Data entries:

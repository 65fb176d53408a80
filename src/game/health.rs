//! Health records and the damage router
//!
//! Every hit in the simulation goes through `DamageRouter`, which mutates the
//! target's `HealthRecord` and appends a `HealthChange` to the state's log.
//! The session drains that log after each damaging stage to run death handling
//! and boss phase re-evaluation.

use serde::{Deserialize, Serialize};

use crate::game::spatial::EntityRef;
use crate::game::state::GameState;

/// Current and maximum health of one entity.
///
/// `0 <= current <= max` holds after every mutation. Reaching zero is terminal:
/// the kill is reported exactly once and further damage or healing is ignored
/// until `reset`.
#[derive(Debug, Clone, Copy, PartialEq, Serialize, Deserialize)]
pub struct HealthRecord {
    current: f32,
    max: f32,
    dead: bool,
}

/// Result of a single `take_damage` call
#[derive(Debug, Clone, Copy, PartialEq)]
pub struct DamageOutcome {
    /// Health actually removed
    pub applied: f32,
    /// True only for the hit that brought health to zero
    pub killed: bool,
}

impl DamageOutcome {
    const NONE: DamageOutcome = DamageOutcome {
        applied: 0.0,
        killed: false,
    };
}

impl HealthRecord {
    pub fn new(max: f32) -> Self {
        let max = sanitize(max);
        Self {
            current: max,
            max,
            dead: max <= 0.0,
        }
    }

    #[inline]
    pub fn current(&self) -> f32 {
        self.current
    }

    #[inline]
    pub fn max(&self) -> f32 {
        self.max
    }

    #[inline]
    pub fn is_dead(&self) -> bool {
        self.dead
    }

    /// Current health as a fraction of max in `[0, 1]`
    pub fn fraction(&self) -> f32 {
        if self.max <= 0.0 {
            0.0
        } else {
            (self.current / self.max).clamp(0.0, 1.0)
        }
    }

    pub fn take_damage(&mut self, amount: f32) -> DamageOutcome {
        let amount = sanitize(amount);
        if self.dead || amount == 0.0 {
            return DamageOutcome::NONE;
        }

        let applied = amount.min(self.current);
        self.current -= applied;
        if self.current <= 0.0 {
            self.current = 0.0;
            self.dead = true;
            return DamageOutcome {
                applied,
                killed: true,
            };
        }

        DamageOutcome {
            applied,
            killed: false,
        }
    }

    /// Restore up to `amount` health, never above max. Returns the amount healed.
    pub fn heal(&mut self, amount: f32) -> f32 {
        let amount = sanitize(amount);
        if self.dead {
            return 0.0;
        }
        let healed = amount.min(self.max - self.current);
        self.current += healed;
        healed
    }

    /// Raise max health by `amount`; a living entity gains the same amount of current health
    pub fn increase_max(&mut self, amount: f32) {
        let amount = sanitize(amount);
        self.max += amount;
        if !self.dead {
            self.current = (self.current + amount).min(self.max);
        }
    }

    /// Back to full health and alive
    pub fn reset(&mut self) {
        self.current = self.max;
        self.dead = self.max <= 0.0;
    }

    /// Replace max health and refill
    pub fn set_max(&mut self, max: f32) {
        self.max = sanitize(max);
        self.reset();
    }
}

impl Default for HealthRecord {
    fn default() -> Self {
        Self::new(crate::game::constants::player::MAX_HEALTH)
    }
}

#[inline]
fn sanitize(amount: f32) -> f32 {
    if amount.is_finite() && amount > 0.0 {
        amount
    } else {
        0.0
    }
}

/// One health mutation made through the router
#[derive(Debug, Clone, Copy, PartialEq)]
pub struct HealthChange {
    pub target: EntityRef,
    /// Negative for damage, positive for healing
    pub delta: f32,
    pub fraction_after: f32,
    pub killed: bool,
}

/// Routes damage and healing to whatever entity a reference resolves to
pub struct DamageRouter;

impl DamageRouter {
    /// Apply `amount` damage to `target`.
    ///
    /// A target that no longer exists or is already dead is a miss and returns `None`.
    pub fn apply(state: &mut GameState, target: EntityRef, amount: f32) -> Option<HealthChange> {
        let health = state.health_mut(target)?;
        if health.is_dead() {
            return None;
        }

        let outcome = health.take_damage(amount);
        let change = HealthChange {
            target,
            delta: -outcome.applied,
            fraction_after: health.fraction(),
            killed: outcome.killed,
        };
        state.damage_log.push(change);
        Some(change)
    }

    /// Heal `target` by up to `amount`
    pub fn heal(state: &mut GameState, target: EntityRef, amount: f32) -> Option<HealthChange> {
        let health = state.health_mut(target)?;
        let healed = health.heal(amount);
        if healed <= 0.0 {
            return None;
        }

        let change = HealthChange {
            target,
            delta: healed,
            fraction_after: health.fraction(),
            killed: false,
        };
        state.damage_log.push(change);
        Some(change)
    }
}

==

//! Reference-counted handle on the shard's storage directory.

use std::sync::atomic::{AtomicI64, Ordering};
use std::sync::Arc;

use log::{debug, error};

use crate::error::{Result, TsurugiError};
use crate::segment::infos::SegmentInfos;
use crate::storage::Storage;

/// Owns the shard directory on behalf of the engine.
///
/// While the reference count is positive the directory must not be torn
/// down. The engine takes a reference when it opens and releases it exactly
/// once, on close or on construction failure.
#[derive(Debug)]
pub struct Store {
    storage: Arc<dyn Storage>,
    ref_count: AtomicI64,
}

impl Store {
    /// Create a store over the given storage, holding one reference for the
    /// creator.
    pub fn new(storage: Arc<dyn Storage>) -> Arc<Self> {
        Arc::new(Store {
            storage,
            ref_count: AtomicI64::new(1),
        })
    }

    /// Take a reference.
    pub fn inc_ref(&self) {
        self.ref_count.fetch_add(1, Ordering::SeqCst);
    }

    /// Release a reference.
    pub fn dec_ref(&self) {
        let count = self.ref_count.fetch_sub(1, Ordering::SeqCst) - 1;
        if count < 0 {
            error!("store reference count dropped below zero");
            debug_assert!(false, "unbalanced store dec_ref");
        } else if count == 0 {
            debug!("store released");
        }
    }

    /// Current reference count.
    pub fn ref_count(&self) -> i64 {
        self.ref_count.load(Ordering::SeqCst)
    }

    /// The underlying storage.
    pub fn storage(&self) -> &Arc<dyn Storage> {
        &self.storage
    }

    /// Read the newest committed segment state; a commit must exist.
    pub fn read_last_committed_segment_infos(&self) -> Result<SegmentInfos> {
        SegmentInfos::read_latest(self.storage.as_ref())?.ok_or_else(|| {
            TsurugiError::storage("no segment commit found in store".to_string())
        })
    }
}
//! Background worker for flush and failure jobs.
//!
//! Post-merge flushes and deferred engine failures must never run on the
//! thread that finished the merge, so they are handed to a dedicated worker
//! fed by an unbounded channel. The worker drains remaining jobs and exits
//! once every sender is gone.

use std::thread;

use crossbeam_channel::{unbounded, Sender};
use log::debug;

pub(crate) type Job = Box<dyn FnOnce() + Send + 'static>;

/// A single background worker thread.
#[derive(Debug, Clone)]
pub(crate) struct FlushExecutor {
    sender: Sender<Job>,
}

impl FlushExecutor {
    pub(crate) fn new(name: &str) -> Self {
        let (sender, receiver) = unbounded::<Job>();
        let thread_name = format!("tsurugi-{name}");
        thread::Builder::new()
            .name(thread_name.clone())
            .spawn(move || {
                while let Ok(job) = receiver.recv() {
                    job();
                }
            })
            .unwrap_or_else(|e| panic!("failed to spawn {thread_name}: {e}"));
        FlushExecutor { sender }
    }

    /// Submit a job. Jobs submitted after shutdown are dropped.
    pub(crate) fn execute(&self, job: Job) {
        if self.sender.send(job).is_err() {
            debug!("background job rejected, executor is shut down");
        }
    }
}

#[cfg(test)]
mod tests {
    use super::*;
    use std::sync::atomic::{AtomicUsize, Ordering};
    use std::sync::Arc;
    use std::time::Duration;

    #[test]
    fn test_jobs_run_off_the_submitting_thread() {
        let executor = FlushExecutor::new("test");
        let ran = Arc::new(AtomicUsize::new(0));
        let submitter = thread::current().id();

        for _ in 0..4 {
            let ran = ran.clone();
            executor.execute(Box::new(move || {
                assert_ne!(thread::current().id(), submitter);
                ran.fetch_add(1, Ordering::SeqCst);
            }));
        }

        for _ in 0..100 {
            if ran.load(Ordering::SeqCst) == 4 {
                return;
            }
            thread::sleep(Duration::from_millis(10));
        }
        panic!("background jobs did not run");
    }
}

__Activity__.
Filter the entries and keep only the lines holding "positive".

__Answer box__.
    /// Negative for damage, positive for healing
/// While the reference count is positive the directory must not be torn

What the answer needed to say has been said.